"""

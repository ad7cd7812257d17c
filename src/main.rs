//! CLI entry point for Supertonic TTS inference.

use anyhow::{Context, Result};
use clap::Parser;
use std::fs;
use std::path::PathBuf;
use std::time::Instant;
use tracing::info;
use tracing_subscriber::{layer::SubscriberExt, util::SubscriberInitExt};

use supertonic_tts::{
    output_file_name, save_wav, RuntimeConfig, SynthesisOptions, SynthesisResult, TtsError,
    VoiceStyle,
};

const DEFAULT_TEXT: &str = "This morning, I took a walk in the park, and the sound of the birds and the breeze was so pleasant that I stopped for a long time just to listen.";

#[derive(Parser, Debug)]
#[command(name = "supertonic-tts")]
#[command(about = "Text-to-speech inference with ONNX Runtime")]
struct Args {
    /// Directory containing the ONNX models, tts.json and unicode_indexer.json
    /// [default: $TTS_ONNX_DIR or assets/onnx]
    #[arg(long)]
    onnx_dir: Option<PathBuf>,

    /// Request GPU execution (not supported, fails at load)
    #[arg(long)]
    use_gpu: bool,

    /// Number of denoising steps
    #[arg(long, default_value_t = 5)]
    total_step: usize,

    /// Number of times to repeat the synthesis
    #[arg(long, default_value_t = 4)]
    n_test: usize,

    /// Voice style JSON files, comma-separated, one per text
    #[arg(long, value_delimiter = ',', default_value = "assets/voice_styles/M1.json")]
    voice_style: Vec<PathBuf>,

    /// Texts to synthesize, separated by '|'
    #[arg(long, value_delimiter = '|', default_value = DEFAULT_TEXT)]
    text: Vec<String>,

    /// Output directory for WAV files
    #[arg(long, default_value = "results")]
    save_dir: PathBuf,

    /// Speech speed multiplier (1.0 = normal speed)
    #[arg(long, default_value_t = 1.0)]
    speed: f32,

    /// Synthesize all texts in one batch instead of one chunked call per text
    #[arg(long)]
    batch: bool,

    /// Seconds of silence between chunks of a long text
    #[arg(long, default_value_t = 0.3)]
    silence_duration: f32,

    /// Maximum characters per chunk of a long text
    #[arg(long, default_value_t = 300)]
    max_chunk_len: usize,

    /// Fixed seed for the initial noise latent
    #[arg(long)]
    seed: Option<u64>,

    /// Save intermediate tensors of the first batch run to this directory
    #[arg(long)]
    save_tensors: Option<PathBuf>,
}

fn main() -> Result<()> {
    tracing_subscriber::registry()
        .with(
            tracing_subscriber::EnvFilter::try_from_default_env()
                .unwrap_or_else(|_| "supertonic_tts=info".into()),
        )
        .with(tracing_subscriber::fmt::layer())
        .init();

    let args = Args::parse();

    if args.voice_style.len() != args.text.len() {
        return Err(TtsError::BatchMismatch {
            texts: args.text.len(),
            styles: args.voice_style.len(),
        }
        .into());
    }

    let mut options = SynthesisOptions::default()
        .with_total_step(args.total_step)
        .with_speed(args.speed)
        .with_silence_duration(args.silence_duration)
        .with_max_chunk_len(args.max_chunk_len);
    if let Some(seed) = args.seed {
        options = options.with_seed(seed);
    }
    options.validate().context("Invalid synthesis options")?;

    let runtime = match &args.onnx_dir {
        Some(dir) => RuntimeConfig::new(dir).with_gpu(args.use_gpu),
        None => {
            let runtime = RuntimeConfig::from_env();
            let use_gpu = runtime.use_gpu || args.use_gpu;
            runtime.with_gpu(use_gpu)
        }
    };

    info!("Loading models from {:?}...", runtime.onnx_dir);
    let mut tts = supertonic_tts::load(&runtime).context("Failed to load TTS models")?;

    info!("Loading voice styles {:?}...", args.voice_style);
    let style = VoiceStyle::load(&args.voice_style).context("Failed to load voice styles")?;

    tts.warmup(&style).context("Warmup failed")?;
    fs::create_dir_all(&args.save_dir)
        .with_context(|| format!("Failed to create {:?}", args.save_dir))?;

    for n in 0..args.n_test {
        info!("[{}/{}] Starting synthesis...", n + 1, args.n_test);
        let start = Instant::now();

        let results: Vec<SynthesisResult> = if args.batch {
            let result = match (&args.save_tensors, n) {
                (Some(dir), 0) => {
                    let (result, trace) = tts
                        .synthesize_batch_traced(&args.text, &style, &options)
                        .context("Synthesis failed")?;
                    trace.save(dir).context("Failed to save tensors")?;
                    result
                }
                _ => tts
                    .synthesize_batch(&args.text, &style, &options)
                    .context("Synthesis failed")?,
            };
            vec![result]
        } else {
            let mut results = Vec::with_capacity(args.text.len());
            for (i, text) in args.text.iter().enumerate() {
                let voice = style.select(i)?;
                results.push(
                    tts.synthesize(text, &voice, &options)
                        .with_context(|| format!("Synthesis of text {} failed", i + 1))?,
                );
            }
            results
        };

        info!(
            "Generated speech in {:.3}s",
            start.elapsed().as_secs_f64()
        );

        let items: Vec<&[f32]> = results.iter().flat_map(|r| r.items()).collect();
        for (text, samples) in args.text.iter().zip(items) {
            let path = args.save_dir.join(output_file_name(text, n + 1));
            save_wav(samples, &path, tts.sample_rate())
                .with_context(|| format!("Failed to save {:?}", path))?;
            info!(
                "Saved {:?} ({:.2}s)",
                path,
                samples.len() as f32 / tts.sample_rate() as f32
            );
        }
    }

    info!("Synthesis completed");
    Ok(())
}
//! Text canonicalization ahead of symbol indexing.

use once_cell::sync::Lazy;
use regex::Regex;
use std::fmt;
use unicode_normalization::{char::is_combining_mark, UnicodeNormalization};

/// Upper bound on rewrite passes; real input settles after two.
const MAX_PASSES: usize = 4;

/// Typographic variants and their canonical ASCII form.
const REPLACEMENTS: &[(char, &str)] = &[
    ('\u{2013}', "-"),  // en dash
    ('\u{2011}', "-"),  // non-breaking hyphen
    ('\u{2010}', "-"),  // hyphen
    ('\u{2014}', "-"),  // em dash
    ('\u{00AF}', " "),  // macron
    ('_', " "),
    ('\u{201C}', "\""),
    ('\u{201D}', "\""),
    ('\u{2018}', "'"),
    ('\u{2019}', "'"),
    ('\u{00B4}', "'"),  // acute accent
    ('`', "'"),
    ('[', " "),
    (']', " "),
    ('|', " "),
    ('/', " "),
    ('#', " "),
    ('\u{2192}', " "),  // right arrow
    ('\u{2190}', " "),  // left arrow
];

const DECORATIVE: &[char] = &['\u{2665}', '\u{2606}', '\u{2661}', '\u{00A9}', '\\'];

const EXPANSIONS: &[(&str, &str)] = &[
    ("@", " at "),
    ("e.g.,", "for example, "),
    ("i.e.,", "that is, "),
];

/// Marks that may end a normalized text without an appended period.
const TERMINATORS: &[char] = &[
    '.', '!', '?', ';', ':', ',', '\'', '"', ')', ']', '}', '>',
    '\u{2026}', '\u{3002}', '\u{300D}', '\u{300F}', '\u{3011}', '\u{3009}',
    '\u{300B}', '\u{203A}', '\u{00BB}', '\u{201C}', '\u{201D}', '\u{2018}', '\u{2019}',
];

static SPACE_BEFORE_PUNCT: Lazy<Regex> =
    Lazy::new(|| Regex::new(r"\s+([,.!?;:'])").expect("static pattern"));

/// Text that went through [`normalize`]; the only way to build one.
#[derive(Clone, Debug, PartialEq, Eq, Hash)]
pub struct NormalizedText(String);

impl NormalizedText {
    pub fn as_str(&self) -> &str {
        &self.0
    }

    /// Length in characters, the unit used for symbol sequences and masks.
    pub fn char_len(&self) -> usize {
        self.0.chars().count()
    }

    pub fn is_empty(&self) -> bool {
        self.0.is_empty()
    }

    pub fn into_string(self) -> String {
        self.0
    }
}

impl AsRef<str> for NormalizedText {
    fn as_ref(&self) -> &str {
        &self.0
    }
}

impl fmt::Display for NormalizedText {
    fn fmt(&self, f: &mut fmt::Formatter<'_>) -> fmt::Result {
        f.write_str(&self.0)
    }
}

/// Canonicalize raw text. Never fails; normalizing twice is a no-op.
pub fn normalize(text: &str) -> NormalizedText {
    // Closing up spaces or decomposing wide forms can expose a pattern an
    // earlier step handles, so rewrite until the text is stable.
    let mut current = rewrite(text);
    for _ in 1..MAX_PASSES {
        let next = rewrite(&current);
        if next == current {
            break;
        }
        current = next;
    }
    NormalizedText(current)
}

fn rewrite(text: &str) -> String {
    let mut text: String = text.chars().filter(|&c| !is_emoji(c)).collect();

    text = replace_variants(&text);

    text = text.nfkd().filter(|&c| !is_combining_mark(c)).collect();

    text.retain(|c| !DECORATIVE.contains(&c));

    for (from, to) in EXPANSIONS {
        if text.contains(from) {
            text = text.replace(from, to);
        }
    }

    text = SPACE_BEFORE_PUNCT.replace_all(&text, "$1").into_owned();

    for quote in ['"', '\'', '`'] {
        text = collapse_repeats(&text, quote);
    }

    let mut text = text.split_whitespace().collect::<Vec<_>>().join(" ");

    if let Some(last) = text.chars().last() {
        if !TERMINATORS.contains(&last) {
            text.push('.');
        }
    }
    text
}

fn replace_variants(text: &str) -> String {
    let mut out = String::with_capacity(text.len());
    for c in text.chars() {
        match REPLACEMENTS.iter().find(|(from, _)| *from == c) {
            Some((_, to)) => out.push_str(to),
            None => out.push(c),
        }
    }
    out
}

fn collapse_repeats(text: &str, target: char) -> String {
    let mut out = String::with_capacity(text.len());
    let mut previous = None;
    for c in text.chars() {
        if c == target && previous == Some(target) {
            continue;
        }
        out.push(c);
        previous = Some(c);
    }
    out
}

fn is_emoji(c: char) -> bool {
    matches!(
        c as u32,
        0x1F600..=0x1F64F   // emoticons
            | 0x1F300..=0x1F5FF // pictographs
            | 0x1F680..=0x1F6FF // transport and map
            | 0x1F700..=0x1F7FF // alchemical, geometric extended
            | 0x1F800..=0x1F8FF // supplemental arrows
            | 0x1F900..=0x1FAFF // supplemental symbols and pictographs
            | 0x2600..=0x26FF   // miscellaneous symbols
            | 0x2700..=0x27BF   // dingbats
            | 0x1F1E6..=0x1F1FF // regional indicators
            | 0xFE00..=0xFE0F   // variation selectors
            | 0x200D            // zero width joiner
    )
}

"""
"""

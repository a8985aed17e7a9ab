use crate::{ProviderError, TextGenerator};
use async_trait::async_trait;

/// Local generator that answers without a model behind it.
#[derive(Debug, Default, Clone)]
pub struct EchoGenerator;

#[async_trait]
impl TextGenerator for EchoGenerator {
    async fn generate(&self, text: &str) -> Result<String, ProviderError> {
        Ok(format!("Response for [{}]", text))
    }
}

"""

Scan the entries above for the word "rewrite" and collect each line holding it.

Exercise output.
/// Upper bound on rewrite passes; real input settles after two.
    // earlier step handles, so rewrite until the text is stable.
    let mut current = rewrite(text);
        let next = rewrite(&current);
fn rewrite(text: &str) -> String {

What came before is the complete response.